Trust and reputation are important terms whether the communication is Humans-to-Human (H2H), Human-Machine-Interaction (HMI) or Machine-to-Machine (M2M). As Cloud computing and the internet of things (IoT) bring new innovations, they also cause various security and privacy issues. As numerous devices are continuously integrating as a core part of IoT, it is necessarily important to consider various security issues such as the trustworthiness of a user or detection of a malicious user. Moreover, fog computing also known as edge computing is revolutionizing the Cloud-based IoT by providing the Cloud services at the edge of the network, which can provide aid in overcoming security, privacy and trust issues. In this work, we propose a context-aware trust evaluation model to evaluate the trustworthiness of a user in a Fog based IoT (FIoT).

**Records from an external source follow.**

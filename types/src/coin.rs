//! Coin and coin-set types.
//!
//! Amounts are fixed-point integers (u128) in the smallest unit of a denom.
//! A [`Coins`] set is kept sorted by denom with no duplicate denoms and no
//! zero amounts, so equality and comparison are structural.

use serde::{Deserialize, Serialize};
use std::fmt;

use crate::error::TypesError;

/// The staking and fee denom of the chain (1 CTK = 10^6 uctk).
pub const MICRO_CTK_DENOM: &str = "uctk";

/// A single amount of one denom.
#[derive(Clone, Debug, PartialEq, Eq, Hash, Serialize, Deserialize)]
pub struct Coin {
    pub denom: String,
    pub amount: u128,
}

impl Coin {
    pub fn new(denom: impl Into<String>, amount: u128) -> Self {
        Self {
            denom: denom.into(),
            amount,
        }
    }

    /// Shorthand for an amount of [`MICRO_CTK_DENOM`].
    pub fn uctk(amount: u128) -> Self {
        Self::new(MICRO_CTK_DENOM, amount)
    }
}

impl fmt::Display for Coin {
    fn fmt(&self, f: &mut fmt::Formatter<'_>) -> fmt::Result {
        write!(f, "{}{}", self.amount, self.denom)
    }
}

/// Check a denom: 3-16 chars, a lowercase letter first, then lowercase letters or digits.
pub fn validate_denom(denom: &str) -> Result<(), TypesError> {
    let bytes = denom.as_bytes();
    let ok = (3..=16).contains(&bytes.len())
        && bytes[0].is_ascii_lowercase()
        && bytes[1..]
            .iter()
            .all(|b| b.is_ascii_lowercase() || b.is_ascii_digit());
    if ok {
        Ok(())
    } else {
        Err(TypesError::InvalidDenom(denom.to_string()))
    }
}

/// A sorted set of coins.
#[derive(Clone, Debug, Default, PartialEq, Eq, Hash, Serialize, Deserialize)]
#[serde(transparent)]
pub struct Coins(Vec<Coin>);

impl Coins {
    pub fn empty() -> Self {
        Self(Vec::new())
    }

    /// Build a coin set, sorting by denom and dropping zero amounts.
    ///
    /// Fails on an invalid denom or a denom listed twice.
    pub fn new(coins: Vec<Coin>) -> Result<Self, TypesError> {
        let mut coins: Vec<Coin> = coins.into_iter().filter(|c| c.amount > 0).collect();
        for c in &coins {
            validate_denom(&c.denom)?;
        }
        coins.sort_by(|a, b| a.denom.cmp(&b.denom));
        if coins.windows(2).any(|w| w[0].denom == w[1].denom) {
            return Err(TypesError::InvalidCoins("duplicate denom".to_string()));
        }
        Ok(Self(coins))
    }

    /// A set holding a single coin (empty when the amount is zero).
    pub fn from_coin(coin: Coin) -> Self {
        if coin.amount == 0 {
            Self::empty()
        } else {
            Self(vec![coin])
        }
    }

    /// Validate a set that came from the outside (e.g. deserialized).
    pub fn validate(&self) -> Result<(), TypesError> {
        for c in &self.0 {
            validate_denom(&c.denom)?;
            if c.amount == 0 {
                return Err(TypesError::InvalidCoins(format!("zero amount for {}", c.denom)));
            }
        }
        if self.0.windows(2).any(|w| w[0].denom >= w[1].denom) {
            return Err(TypesError::InvalidCoins(
                "coins must be sorted by denom without duplicates".to_string(),
            ));
        }
        Ok(())
    }

    pub fn amount_of(&self, denom: &str) -> u128 {
        self.0
            .binary_search_by(|c| c.denom.as_str().cmp(denom))
            .map(|i| self.0[i].amount)
            .unwrap_or(0)
    }

    pub fn is_zero(&self) -> bool {
        self.0.is_empty()
    }

    pub fn iter(&self) -> impl Iterator<Item = &Coin> {
        self.0.iter()
    }

    pub fn denoms(&self) -> impl Iterator<Item = &str> {
        self.0.iter().map(|c| c.denom.as_str())
    }

    /// Sum of two sets. Returns `None` on overflow.
    pub fn checked_add(&self, other: &Coins) -> Option<Coins> {
        let mut out = self.0.clone();
        for c in &other.0 {
            match out.binary_search_by(|x| x.denom.cmp(&c.denom)) {
                Ok(i) => out[i].amount = out[i].amount.checked_add(c.amount)?,
                Err(i) => out.insert(i, c.clone()),
            }
        }
        Some(Coins(out))
    }

    /// Difference of two sets. Returns `None` if any denom would go negative.
    pub fn checked_sub(&self, other: &Coins) -> Option<Coins> {
        let mut out = self.0.clone();
        for c in &other.0 {
            let i = out.binary_search_by(|x| x.denom.cmp(&c.denom)).ok()?;
            out[i].amount = out[i].amount.checked_sub(c.amount)?;
        }
        out.retain(|c| c.amount > 0);
        Some(Coins(out))
    }

    /// True when every denom in `other` is covered by at least as much in `self`.
    pub fn is_all_gte(&self, other: &Coins) -> bool {
        other.0.iter().all(|c| self.amount_of(&c.denom) >= c.amount)
    }
}

impl fmt::Display for Coins {
    fn fmt(&self, f: &mut fmt::Formatter<'_>) -> fmt::Result {
        let parts: Vec<String> = self.0.iter().map(|c| c.to_string()).collect();
        write!(f, "{}", parts.join(","))
    }
}

impl<'a> IntoIterator for &'a Coins {
    type Item = &'a Coin;
    type IntoIter = std::slice::Iter<'a, Coin>;

    fn into_iter(self) -> Self::IntoIter {
        self.0.iter()
    }
}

The proposed approach uses a context-aware multi-source trust and reputation based evaluation system which helps in evaluating the trustworthiness of a user effectively. Further, we use context-aware feedback and feedback crawler system which helps in making trust evaluation unbiased, effective and reliable. Furthermore, we introduce monitor mode for malicious/untrustworthy users, which helps in monitoring the behavior and trustworthiness of a user. The proposed approach uses several tunable factors, which can be tuned based on the system's requirements. The simulations and results indicate that our approach is effective and reliable to evaluate the trustworthiness of a user.

Highlights

  • Trust is an important aspect of communication whether it is Humans-to-Human (H2H), Human-Machine-Interaction (HMI) or Machine-to-Machine (M2M)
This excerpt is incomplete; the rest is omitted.